Additionally, it enables safer, more effective handler-animal interactions. More comfortable cattle equal more efficient feed conversion and higher-quality beef, she asserted. Acclimated cattle are quieter and easier to handle, thus making the daily workload more enjoyable.

She shared five lessons she’s learned from her cattle.

  1. 1. Proper preconditioning is vital to animal performance.
  2. 2. A calf must be bred with an innate desire to live and be phenotypically capable of staying healthy all the way to the packing plant.
  3. 3. Limiting stress is critical for both calf health and performance.
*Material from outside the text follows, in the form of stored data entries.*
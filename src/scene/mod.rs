pub mod animation;
pub mod deform;
pub mod lighting;
pub mod model;

pub use animation::{AnimationClip, AnimationMixer, Channel, ClipAction, Interpolation, Keyframes, Sample};
pub use lighting::{rig_lights, Light};
pub use model::{
    AlphaMode, Material, Mesh, Model, MorphTarget, Node, Primitive, ShadingModel, Skin, Texture,
    TextureRef, Transform,
};

use crate::config::LightingRig;

/// Everything presented to the camera: background, lights and at most one model
#[derive(Debug, Default)]
pub struct SceneGraph {
    pub background: [f32; 3],
    pub lights: Vec<Light>,
    model: Option<Model>,
}

impl SceneGraph {
    pub fn new(background: [f32; 3], rig: LightingRig) -> Self {
        Self {
            background,
            lights: rig_lights(rig),
            model: None,
        }
    }

    /// Inserts the model, replacing and returning any previous one
    pub fn insert_model(&mut self, model: Model) -> Option<Model> {
        self.model.replace(model)
    }

    pub fn model(&self) -> Option<&Model> {
        self.model.as_ref()
    }

    pub fn model_mut(&mut self) -> Option<&mut Model> {
        self.model.as_mut()
    }

    pub fn has_model(&self) -> bool {
        self.model.is_some()
    }
}
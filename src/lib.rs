pub mod camera;
pub mod cli;
pub mod clock;
pub mod config;
pub mod controls;
pub mod error;
pub mod framing;
pub mod host;
pub mod input;
pub mod loaders;
pub mod materials;
pub mod math;
pub mod overlay;
pub mod render;
pub mod scene;
pub mod types;
pub mod viewer;

pub use config::{LightingRig, ViewerConfig};
pub use error::{HostBridgeAbsent, LoadError};
pub use viewer::Viewer;
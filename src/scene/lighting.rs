use glam::Vec3;

use crate::config::LightingRig;

#[derive(Copy, Clone, Debug, PartialEq)]
pub enum Light {
    Ambient {
        color: [f32; 3],
        intensity: f32,
    },
    /// Shines from `position` towards the origin
    Directional {
        color: [f32; 3],
        intensity: f32,
        position: Vec3,
    },
    Spot {
        color: [f32; 3],
        intensity: f32,
        position: Vec3,
        target: Vec3,
        /// Half-angle of the cone in radians
        angle: f32,
        /// Fraction of the cone that fades out, 0..=1
        penumbra: f32,
    },
}

pub const WHITE: [f32; 3] = [1.0, 1.0, 1.0];

/// Lights for a rig
pub fn rig_lights(rig: LightingRig) -> Vec<Light> {
    match rig {
        LightingRig::Basic => vec![
            Light::Ambient {
                color: WHITE,
                intensity: 0.8,
            },
            Light::Directional {
                color: WHITE,
                intensity: 1.0,
                position: Vec3::new(5.0, 10.0, 7.5),
            },
        ],
        LightingRig::Studio => vec![
            Light::Ambient {
                color: WHITE,
                intensity: 0.5,
            },
            Light::Directional {
                color: WHITE,
                intensity: 1.2,
                position: Vec3::new(5.0, 10.0, 7.5),
            },
            Light::Directional {
                color: [0.8, 0.85, 1.0],
                intensity: 0.5,
                position: Vec3::new(-5.0, 3.0, 5.0),
            },
        ],
        LightingRig::Dramatic => vec![
            Light::Ambient {
                color: WHITE,
                intensity: 0.2,
            },
            Light::Spot {
                color: WHITE,
                intensity: 2.0,
                position: Vec3::new(0.0, 10.0, 5.0),
                target: Vec3::ZERO,
                angle: std::f32::consts::FRAC_PI_6,
                penumbra: 0.3,
            },
            Light::Directional {
                color: [1.0, 0.9, 0.8],
                intensity: 0.6,
                position: Vec3::new(-4.0, 2.0, -6.0),
            },
        ],
    }
}

#[cfg(test)]
mod tests {
    use super::*;

    #[test]
    fn test_basic_rig_matches_classic_setup() {
        let lights = rig_lights(LightingRig::Basic);
        assert_eq!(lights.len(), 2);
        assert!(matches!(lights[0], Light::Ambient { intensity, .. } if intensity == 0.8));
    }

    #[test]
    fn test_dramatic_rig_has_spot() {
        let lights = rig_lights(LightingRig::Dramatic);
        assert!(lights.iter().any(|l| matches!(l, Light::Spot { .. })));
    }

    #[test]
    fn test_every_rig_has_ambient() {
        for rig in [LightingRig::Basic, LightingRig::Studio, LightingRig::Dramatic] {
            assert!(rig_lights(rig)
                .iter()
                .any(|l| matches!(l, Light::Ambient { .. })));
        }
    }
}
use crate::loaders::LoadState;

/// Text shown while the model loads or after it failed
#[derive(Clone, Debug, PartialEq, Eq)]
pub enum OverlayText {
    Progress(String),
    Error(String),
}

impl OverlayText {
    pub fn text(&self) -> &str {
        match self {
            OverlayText::Progress(text) | OverlayText::Error(text) => text,
        }
    }
}

/// Overlay contents for `state`; `None` once the model is in the scene
pub fn overlay_text(state: &LoadState) -> Option<OverlayText> {
    match state {
        LoadState::Pending { progress: None } => Some(OverlayText::Progress("Loading...".to_string())),
        LoadState::Pending { progress: Some(progress) } => Some(OverlayText::Progress(progress.label())),
        LoadState::Succeeded => None,
        LoadState::Failed(error) => Some(OverlayText::Error(format!("Failed to load model: {}", error))),
    }
}

/// Draws a full-window panel over the 3D view while `state` has text
pub fn draw_overlay(ctx: &egui::Context, state: &LoadState) {
    let Some(text) = overlay_text(state) else {
        return;
    };

    let color = match text {
        OverlayText::Progress(_) => egui::Color32::WHITE,
        OverlayText::Error(_) => egui::Color32::from_rgb(255, 100, 100),
    };

    egui::CentralPanel::default()
        .frame(egui::Frame::NONE.fill(egui::Color32::from_black_alpha(180)))
        .show(ctx, |ui| {
            ui.centered_and_justified(|ui| {
                ui.label(egui::RichText::new(text.text()).size(24.0).color(color));
            });
        });
}
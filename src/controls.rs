//! Orbit camera controls: rotate around a target, dolly in and out, and pan.
//!
//! Input only accumulates pending deltas. `update` applies them to the camera
//! once per frame, honoring damping and the distance and polar-angle clamps.

use std::f32::consts::{PI, TAU};

use glam::Vec3;

use crate::camera::PerspectiveCamera;
use crate::config::{PolarClamp, ViewerConfig};

/// Keeps the camera off the poles where the view basis degenerates
const POLE_EPSILON: f32 = 1e-6;

/// Zoom factor per wheel line at `zoom_speed` 1.0
const ZOOM_STEP: f32 = 0.95;

/// Radius plus polar angle from +Y and azimuth around +Y, measured from +Z
#[derive(Copy, Clone, Debug, PartialEq)]
pub struct Spherical {
    pub radius: f32,
    pub phi: f32,
    pub theta: f32,
}

impl Spherical {
    pub fn from_offset(offset: Vec3) -> Self {
        let radius = offset.length();
        if radius == 0.0 {
            return Self {
                radius,
                phi: 0.0,
                theta: 0.0,
            };
        }
        Self {
            radius,
            phi: (offset.y / radius).clamp(-1.0, 1.0).acos(),
            theta: offset.x.atan2(offset.z),
        }
    }

    pub fn to_offset(&self) -> Vec3 {
        let sin_phi = self.phi.sin();
        Vec3::new(
            self.radius * sin_phi * self.theta.sin(),
            self.radius * self.phi.cos(),
            self.radius * sin_phi * self.theta.cos(),
        )
    }
}

#[derive(Clone, Debug)]
pub struct OrbitControls {
    pub target: Vec3,
    pub min_distance: f32,
    pub max_distance: f32,
    pub min_polar_angle: f32,
    pub max_polar_angle: f32,
    /// Fraction of pending motion applied per update; `None` applies it all at once
    pub damping: Option<f32>,
    pub rotate_speed: f32,
    pub zoom_speed: f32,
    pub pan_speed: f32,
    pub enabled: bool,
    delta_theta: f32,
    delta_phi: f32,
    scale: f32,
    pan_offset: Vec3,
}

impl Default for OrbitControls {
    fn default() -> Self {
        Self {
            target: Vec3::ZERO,
            min_distance: 0.0,
            max_distance: f32::INFINITY,
            min_polar_angle: 0.0,
            max_polar_angle: PI,
            damping: None,
            rotate_speed: 1.0,
            zoom_speed: 1.0,
            pan_speed: 1.0,
            enabled: true,
            delta_theta: 0.0,
            delta_phi: 0.0,
            scale: 1.0,
            pan_offset: Vec3::ZERO,
        }
    }
}

impl OrbitControls {
    pub fn from_config(config: &ViewerConfig) -> Self {
        let mut controls = Self {
            damping: config.damping,
            max_distance: config.max_distance.unwrap_or(f32::INFINITY),
            ..Default::default()
        };
        if let Some(clamp) = config.polar_angle_clamp {
            controls.set_polar_clamp(clamp);
        }
        controls
    }

    pub fn set_polar_clamp(&mut self, clamp: PolarClamp) {
        self.min_polar_angle = clamp.min;
        self.max_polar_angle = clamp.max;
    }

    /// Rotates by a pointer drag of `dx`, `dy` pixels in a viewport `height` pixels tall
    pub fn rotate(&mut self, dx: f32, dy: f32, height: f32) {
        if !self.enabled || height <= 0.0 {
            return;
        }
        self.delta_theta -= TAU * dx / height * self.rotate_speed;
        self.delta_phi -= TAU * dy / height * self.rotate_speed;
    }

    /// Dollies by `lines` wheel lines; positive moves closer
    pub fn zoom(&mut self, lines: f32) {
        if !self.enabled {
            return;
        }
        self.scale *= ZOOM_STEP.powf(lines * self.zoom_speed);
    }

    /// Pans so the point under the pointer follows a drag of `dx`, `dy` pixels
    pub fn pan(&mut self, dx: f32, dy: f32, height: f32, camera: &PerspectiveCamera) {
        if !self.enabled || height <= 0.0 {
            return;
        }
        let distance = (camera.position - self.target).length();
        let visible = 2.0 * distance * (camera.fov.to_radians() / 2.0).tan();
        let per_pixel = visible / height * self.pan_speed;

        let right = camera.right();
        let up = right.cross(camera.forward());
        self.pan_offset += -right * dx * per_pixel + up * dy * per_pixel;
    }

    /// Whether input is still waiting to be applied
    pub fn has_pending(&self) -> bool {
        self.delta_theta != 0.0
            || self.delta_phi != 0.0
            || self.scale != 1.0
            || self.pan_offset != Vec3::ZERO
    }

    /// Applies pending input and clamps, then aims the camera at the target.
    /// Returns whether the camera moved.
    pub fn update(&mut self, camera: &mut PerspectiveCamera) -> bool {
        let before = camera.position;
        let mut spherical = Spherical::from_offset(camera.position - self.target);

        let factor = self.damping.unwrap_or(1.0);
        spherical.theta += self.delta_theta * factor;
        spherical.phi += self.delta_phi * factor;
        self.target += self.pan_offset * factor;

        let min_phi = self.min_polar_angle.max(POLE_EPSILON);
        let max_phi = self.max_polar_angle.min(PI - POLE_EPSILON).max(min_phi);
        spherical.phi = spherical.phi.clamp(min_phi, max_phi);

        spherical.radius = self.clamp_distance(spherical.radius * self.scale);

        camera.position = self.target + spherical.to_offset();
        camera.look_at(self.target);

        if self.damping.is_some() {
            let keep = 1.0 - factor;
            self.delta_theta *= keep;
            self.delta_phi *= keep;
            self.pan_offset *= keep;
            if self.delta_theta.abs() < 1e-6 && self.delta_phi.abs() < 1e-6 {
                self.delta_theta = 0.0;
                self.delta_phi = 0.0;
            }
            if self.pan_offset.length_squared() < 1e-12 {
                self.pan_offset = Vec3::ZERO;
            }
        } else {
            self.delta_theta = 0.0;
            self.delta_phi = 0.0;
            self.pan_offset = Vec3::ZERO;
        }
        self.scale = 1.0;

        before.distance_squared(camera.position) > 1e-12
    }

    fn clamp_distance(&self, radius: f32) -> f32 {
        let max = self.max_distance.max(self.min_distance);
        radius.clamp(self.min_distance, max).max(POLE_EPSILON)
    }

    /// Drops pending input
    pub fn reset(&mut self) {
        self.delta_theta = 0.0;
        self.delta_phi = 0.0;
        self.scale = 1.0;
        self.pan_offset = Vec3::ZERO;
    }
}

#[cfg(test)]
mod tests {
    use super::*;

    fn camera_at(position: Vec3) -> PerspectiveCamera {
        let mut camera = PerspectiveCamera::default();
        camera.position = position;
        camera
    }

    #[test]
    fn test_spherical_roundtrip() {
        let offset = Vec3::new(1.0, 2.0, 3.0);
        let back = Spherical::from_offset(offset).to_offset();
        assert!((back - offset).length() < 1e-5);
    }

    #[test]
    fn test_update_without_input_keeps_position() {
        let mut controls = OrbitControls::default();
        let mut camera = camera_at(Vec3::new(0.0, 0.0, 5.0));

        let moved = controls.update(&mut camera);

        assert!(!moved);
        assert!((camera.position - Vec3::new(0.0, 0.0, 5.0)).length() < 1e-5);
        assert_eq!(camera.target, Vec3::ZERO);
    }

    #[test]
    fn test_horizontal_drag_orbits_at_constant_distance() {
        let mut controls = OrbitControls::default();
        let mut camera = camera_at(Vec3::new(0.0, 0.0, 5.0));

        controls.rotate(150.0, 0.0, 600.0);
        assert!(controls.update(&mut camera));

        assert!((camera.position.length() - 5.0).abs() < 1e-4);
        assert!(camera.position.x.abs() > 1.0);
        assert!(!controls.has_pending());
    }

    #[test]
    fn test_zoom_respects_min_distance() {
        let mut controls = OrbitControls {
            min_distance: 4.0,
            ..Default::default()
        };
        let mut camera = camera_at(Vec3::new(0.0, 0.0, 5.0));

        controls.zoom(100.0);
        controls.update(&mut camera);

        assert!((camera.position.length() - 4.0).abs() < 1e-4);
    }

    #[test]
    fn test_zoom_respects_max_distance() {
        let mut controls = OrbitControls {
            max_distance: 8.0,
            ..Default::default()
        };
        let mut camera = camera_at(Vec3::new(0.0, 0.0, 5.0));

        controls.zoom(-100.0);
        controls.update(&mut camera);

        assert!((camera.position.length() - 8.0).abs() < 1e-4);
    }

    #[test]
    fn test_polar_clamp_stops_vertical_drag() {
        let mut controls = OrbitControls::default();
        controls.set_polar_clamp(PolarClamp { min: 0.5, max: 1.5 });
        let mut camera = camera_at(Vec3::new(0.0, 0.0, 5.0));

        controls.rotate(0.0, 10_000.0, 600.0);
        controls.update(&mut camera);

        let phi = Spherical::from_offset(camera.position).phi;
        assert!(phi >= 0.5 - 1e-4 && phi <= 1.5 + 1e-4);
    }

    #[test]
    fn test_damping_spreads_motion_over_frames() {
        let mut controls = OrbitControls {
            damping: Some(0.25),
            ..Default::default()
        };
        let mut camera = camera_at(Vec3::new(0.0, 0.0, 5.0));

        controls.rotate(100.0, 0.0, 600.0);
        controls.update(&mut camera);
        let first = camera.position;

        assert!(controls.has_pending());
        assert!(controls.update(&mut camera));
        assert_ne!(first, camera.position);
    }

    #[test]
    fn test_pan_moves_target_and_camera_together() {
        let mut controls = OrbitControls::default();
        let mut camera = camera_at(Vec3::new(0.0, 0.0, 5.0));

        controls.pan(-60.0, 0.0, 600.0, &camera);
        controls.update(&mut camera);

        assert!(controls.target.x > 0.0);
        assert!((camera.position - controls.target - Vec3::new(0.0, 0.0, 5.0)).length() < 1e-4);
    }

    #[test]
    fn test_disabled_controls_ignore_input() {
        let mut controls = OrbitControls {
            enabled: false,
            ..Default::default()
        };
        controls.rotate(100.0, 100.0, 600.0);
        controls.zoom(3.0);
        assert!(!controls.has_pending());
    }
}
//! Text collaborators: markup rendering, cleaning, segmentation and formatting

pub mod cleaner;
pub mod format;
pub mod markup;
pub mod segment;

pub use cleaner::{text_length, TextCleaner};
pub use format::{format_clauses, format_paragraphs, format_sentences, split_long_lines};
pub use markup::render_text;
pub use segment::{split_clauses, split_paragraphs, split_sentences};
To effectively limit stress, cattle caregivers must work together to continuously meet the needs of the calf.
  4. 4. Cattle’s past experiences help determine the future.
  5. 5. It is the little things that count. Paying attention to detail when caring for a prey animal is a critical component for success. Learn to “think like a calf” to set it up for success, because the calf can’t think like you.

Stockmanship really shows its benefit at the packing plant, she added.

Low-stress stockmanship is something that cattlemen can control, she concluded, and it affects morbidity, mortality, feed conversion, carcass quality, food safety and worker safety.